Tuesday, 21 April 2020

UK jobs market was cooling before coronavirus crisis – 8% jobless rate now the best we can hope for


Earlier today the UK Office for National Statistics (ONS) published its latest monthly Jobs Report, mostly including data from the quarterly Labour Force Survey for the three months to February 2020. According to the ONS the labour market was ‘very robust’ at that time. But to me things looks to have cooled before the Covid-19 lockdown measures placed the economy in a coma to help save lives.

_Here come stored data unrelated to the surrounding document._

//! Filtering of search results down to the single treadmill pull request.

use thiserror::Error;

/// One search result node.
#[derive(Debug, Clone, PartialEq, Eq)]
pub struct SearchHit {
    pub number: u64,
    pub title: String,
    /// Forge state, e.g. `OPEN`, `CLOSED`, `MERGED`.
    pub state: String,
}

impl SearchHit {
    pub fn is_open(&self) -> bool {
        self.state.eq_ignore_ascii_case("open")
    }
}

#[derive(Debug, Clone, PartialEq, Eq, Error)]
pub enum LocateError {
    #[error("no pull requests found matching '{title}'")]
    NoResults { title: String },
    #[error("search returned {count} result(s) but none titled exactly '{title}'")]
    NoExactTitle { title: String, count: usize },
    #[error("no open pull request titled '{title}' (found only closed/merged ones)")]
    NoneOpen { title: String },
    #[error("multiple open pull requests titled '{title}': {}", format_numbers(.numbers))]
    Multiple { title: String, numbers: Vec<u64> },
}

fn format_numbers(numbers: &[u64]) -> String {
    numbers
        .iter()
        .map(|n| format!("#{n}"))
        .collect::<Vec<_>>()
        .join(", ")
}

/// Apply the pipeline: non-empty, exact title, open, exactly one.
pub fn select_treadmill_pr(hits: &[SearchHit], title: &str) -> Result<u64, LocateError> {
    if hits.is_empty() {
        return Err(LocateError::NoResults {
            title: title.to_string(),
        });
    }
    let titled: Vec<&SearchHit> = hits.iter().filter(|hit| hit.title == title).collect();
    if titled.is_empty() {
        return Err(LocateError::NoExactTitle {
            title: title.to_string(),
            count: hits.len(),
        });
    }
    let open: Vec<&SearchHit> = titled.into_iter().filter(|hit| hit.is_open()).collect();
    match open.as_slice() {
        [] => Err(LocateError::NoneOpen {
            title: title.to_string(),
        }),
        [only] => Ok(only.number),
        many => Err(LocateError::Multiple {
            title: title.to_string(),
            numbers: many.iter().map(|hit| hit.number).collect(),
        }),
    }
}

#[cfg(test)]
mod tests {
    use super::*;

    const TITLE: &str = "DO NOT MERGE: buildah vendor treadmill";

    fn hit(number: u64, title: &str, state: &str) -> SearchHit {
        SearchHit {
            number,
            title: title.to_string(),
            state: state.to_string(),
        }
    }

    #[test]
    fn empty_results() {
        assert_eq!(
            select_treadmill_pr(&[], TITLE),
            Err(LocateError::NoResults {
                title: TITLE.to_string()
            })
        );
    }

    #[test]
    fn fuzzy_title_matches_are_rejected() {
        let hits = [hit(1, "Re: DO NOT MERGE: buildah vendor treadmill", "OPEN")];
        let err = select_treadmill_pr(&hits, TITLE).unwrap_err();
        assert!(matches!(err, LocateError::NoExactTitle { count: 1, .. }));
    }

    #[test]
    fn closed_only() {
        let hits = [hit(3, TITLE, "CLOSED"), hit(4, TITLE, "MERGED")];
        assert!(matches!(
            select_treadmill_pr(&hits, TITLE),
            Err(LocateError::NoneOpen { .. })
        ));
    }

    #[test]
    fn single_open_match_wins() {
        let hits = [hit(3, TITLE, "CLOSED"), hit(17, TITLE, "OPEN"), hit(5, "other", "OPEN")];
        assert_eq!(select_treadmill_pr(&hits, TITLE), Ok(17));
    }

    #[test]
    fn two_open_matches() {
        let hits = [hit(17, TITLE, "OPEN"), hit(18, TITLE, "OPEN")];
        let err = select_treadmill_pr(&hits, TITLE).unwrap_err();
        assert_eq!(
            err.to_string(),
            format!("multiple open pull requests titled '{TITLE}': #17, #18")
        );
    }
}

Although the number of people in work increased by a very healthy 172,000 in the three months to February (taking the employment rate to a record high of 76.6%), with fast growing labour supply this was not enough to prevent a rise of 58,000 in the number unemployed, lifting the unemployment rate back to 4%. Cooling was also evident in a fall in total hours worked, fewer job vacancies and softening in the rate of growth of average weekly earnings, which dipped to 2.9% excluding bonuses (or 1.3% in real terms). Moreover, the ONS reports more up to date figures based on PAYE data which show that the number of employees fell very slightly (by 0.06%) between February and March – what will prove to be the beginning of the largest shake-out of UK jobs for at least 40 years.

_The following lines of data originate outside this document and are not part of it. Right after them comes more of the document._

//! Preconditions checked before any operation touches the repository.
//!
//! [`ensure_clean`] is the only mutual-exclusion check the tool has: a
//! leftover sentinel file, an interrupted git operation, or stray edits all
//! mean somebody (possibly an earlier run) is mid-flight.

use std::path::Path;

use anyhow::{Result, anyhow, bail};
use tracing::{debug, instrument};

use crate::core::commit_shape::CommitShape;
use crate::core::vendor_commit::{describe_missing, missing_vendor_changes};
use crate::io::config::TreadmillConfig;
use crate::io::git::Git;
use crate::io::sentinel::Sentinel;

/// Git-dir entries that mean a history-rewriting command was interrupted.
const INTERRUPTED_OPERATIONS: [(&str, &str); 3] = [
    ("rebase-merge", "git rebase --abort"),
    ("rebase-apply", "git rebase --abort` or `git am --abort"),
    ("CHERRY_PICK_HEAD", "git cherry-pick --abort"),
];

/// Refuse to run on contaminated repository state.
///
/// The sentinel check happens before the first git command.
#[instrument(skip_all, fields(root = %root.display()))]
pub fn ensure_clean(root: &Path, git: &Git, cfg: &TreadmillConfig) -> Result<()> {
    let sentinel = Sentinel::new(root, &cfg.sentinel_file);
    if sentinel.exists() {
        bail!(
            "found {}: an earlier sync stopped in the middle of rewriting history.\n\
             Recover the treadmill commit from that file (see `git am {0}` and `git reflog`),\n\
             then delete it before running treadmill again.",
            sentinel.path().display()
        );
    }

    for (name, abort) in INTERRUPTED_OPERATIONS {
        if git.git_path(name)?.exists() {
            bail!("a git operation is in progress ({name}); finish it or run `{abort}` first");
        }
    }

    let dirty: Vec<String> = git
        .status_porcelain()?
        .into_iter()
        .filter(|entry| !entry.is_untracked())
        .map(|entry| entry.path)
        .collect();
    if !dirty.is_empty() {
        bail!(
            "tracked files have uncommitted changes: {}\n\
             Commit or stash them (`git stash`) before running treadmill.",
            dirty.join(", ")
        );
    }

    let stray = git.untracked_under(&cfg.manifest.vendor_dir)?;
    if !stray.is_empty() {
        bail!(
            "untracked files under {}/: {}\n\
             Remove them (`git clean -fd {0}`) or commit them before running treadmill.",
            cfg.manifest.vendor_dir.trim_end_matches('/'),
            stray.join(", ")
        );
    }

    debug!("repository is clean");
    Ok(())
}

/// Fail unless `rev` satisfies the vendor-commit heuristic.
#[instrument(skip_all, fields(rev))]
pub fn ensure_vendor_commit(git: &Git, cfg: &TreadmillConfig, rev: &str) -> Result<()> {
    let changed = git.changed_paths(rev)?;
    let missing = missing_vendor_changes(&changed, &cfg.vendor_layout());
    if missing.is_empty() {
        return Ok(());
    }
    Err(anyhow!(
        "{rev} is not a vendor commit: missing changes to {}",
        describe_missing(&missing)
    ))
}

/// Fail unless HEAD^..HEAD is a junk vendor commit followed by the treadmill commit.
pub fn ensure_treadmill_pair(git: &Git, cfg: &TreadmillConfig, shape: &CommitShape) -> Result<()> {
    let subject = git.subject("HEAD")?;
    if !shape.is_treadmill_subject(&subject) {
        bail!(
            "HEAD does not look like the treadmill commit: subject '{subject}' does not match /{}/\n\
             Check out the treadmill branch first.",
            shape.subject_pattern()
        );
    }
    let body = git.body("HEAD^")?;
    if !shape.is_junk_body(&body) {
        bail!(
            "HEAD^ is not the junk vendor commit: its message lacks the DO NOT MERGE / JUNK COMMIT marker"
        );
    }
    ensure_vendor_commit(git, cfg, "HEAD^")
}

Given what we know about the massive shock to the economy in the past month, it’s disconcerting to see that the jobs market was already starting to look a bit off colour when Covid-19 arrived on our shores. Whether this has implications for how well the market recovers after the lockdown is unclear but in any case we won’t be seeing the unemployment rate anywhere close to 4% for several years, with a peak of at least 8% the best we can hope for even with the government’s welcome business support and job retention measures in place. Some scenarios, such as that published last week by the Office for Budget Responsibility, look to a jobless peak of 10%, albeit with a relatively swift recovery. For the time being I remain on the ‘optimistic’ end of the opinion spectrum. But uncertainty about the future course of Covid-19, let alone the economy, makes me feel uneasy, and I look ahead as much with hope as expectation.